Permutation test is a shortest path to comprehend randomness and how not to fall for the randomness trap. To illustrate the permutation test, let us start with a simple example of a dataset storing information about traffic in Lincoln and Holland tunnels.

INSERT (table of the dataset correct it to 2022)

We observe that Lincoln traffic is higher than Holland tunnel traffic by calculating average traffic volume per minute in each of the tunnels using the following data.

We conclude with 68.54 for Lincoln and 67.71 for Holland tunnel. This seems to indicate that Lincoln traffic is higher than Holland traffic. But is it? Or it is just random deviation and maybe if we took more measurements, the trend would be reversed? This is where the permutation test comes handy. First, let us talk about the null hypothesis and the alternative hypothesis.

Null hypothesis for the Lincoln-Holland tunnel observation is that, not surprisingly, there is no difference in traffic between the two tunnels.

The alternative hypothesis states that Lincoln tunnel is more busy than Holland tunnel. Does observed data (observed traffic difference) provide us with enough evidence to reject null hypothesis and in fact support the alternative hypothesis? To answer this question we need to decide whether the observed result is reasonably likely to come randomly under the condition that NULL hypothesis holds.

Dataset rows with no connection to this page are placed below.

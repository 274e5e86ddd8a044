//! Keyboard input mapping
//!
//! The host delivers discrete key-down/key-up events carrying string key
//! identifiers (browser `KeyboardEvent.key` style). This adapter folds them
//! into held-flags that the simulation reads at the start of each tick.
//! Flag writes are last-writer-wins; repeated key-down events for a held key
//! are harmless.

use serde::{Deserialize, Serialize};

/// Held-key flags read (not cleared) by the simulation each tick.
#[derive(Debug, Clone, Copy, Default, PartialEq, Eq, Serialize, Deserialize)]
pub struct InputState {
    pub left_held: bool,
    pub right_held: bool,
}

impl InputState {
    /// Apply a key-down event. Unrelated keys are ignored.
    pub fn key_down(&mut self, key: &str) {
        match key {
            "ArrowLeft" | "a" | "A" => self.left_held = true,
            "ArrowRight" | "d" | "D" => self.right_held = true,
            _ => {}
        }
    }

    /// Apply a key-up event. Unrelated keys are ignored.
    pub fn key_up(&mut self, key: &str) {
        match key {
            "ArrowLeft" | "a" | "A" => self.left_held = false,
            "ArrowRight" | "d" | "D" => self.right_held = false,
            _ => {}
        }
    }

    /// Release everything (used on reset).
    pub fn clear(&mut self) {
        *self = Self::default();
    }
}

How likely it is that observed difference (D=0.83) comes randomly? Permutation test helps us to estimate the chance that D=0.83 will come up randomly under the condition that traffic in Holland and Lincoln tunnels is equal.We can measure and observe it by running a permutation test, by randomly scrambling the traffic table.

Permutation test is run may times, typically 10,000, even 100,000 times and each permutation simulates a random process by simply reassigning the traffic volume values randomly between tunnels. The numbers of traffic measurements in Holland vs Lincoln remain the same. Just values differ, existing values are scrambled just breaking any relationship between volume numbers and tunnel names. Just think about each permutation as rolling a dice. How often will this random process produce the result which is at least as extreme as D=0.83 we observed? The less often it happens the more likely it is that what we observe is NOT random. Thus if we can get our observed result only 3 times in 1000 rolls of a dice (permutation test) it means that with probability of 99.7% our observed result cannot be random.

Permutation test provides an almost palpable experience with randomness. Just roll the dice many times and see how often you can get the observed result or more. If you can get D>0.83 relatively often (above what is called significance level usually it is at least 5% of the time), then you cannot reject the null hypothesis. In other words the conclusion that your observation appeared RANDOMLY. Otherwise, we can conclude that observation was not random - and we reject the null hypothesis. No need to calculate standard deviations, means, no need to know anything about z-test, t-test. These tests are the next step after you get a taste of randomness and understand how powerful randomness is. You would never guess!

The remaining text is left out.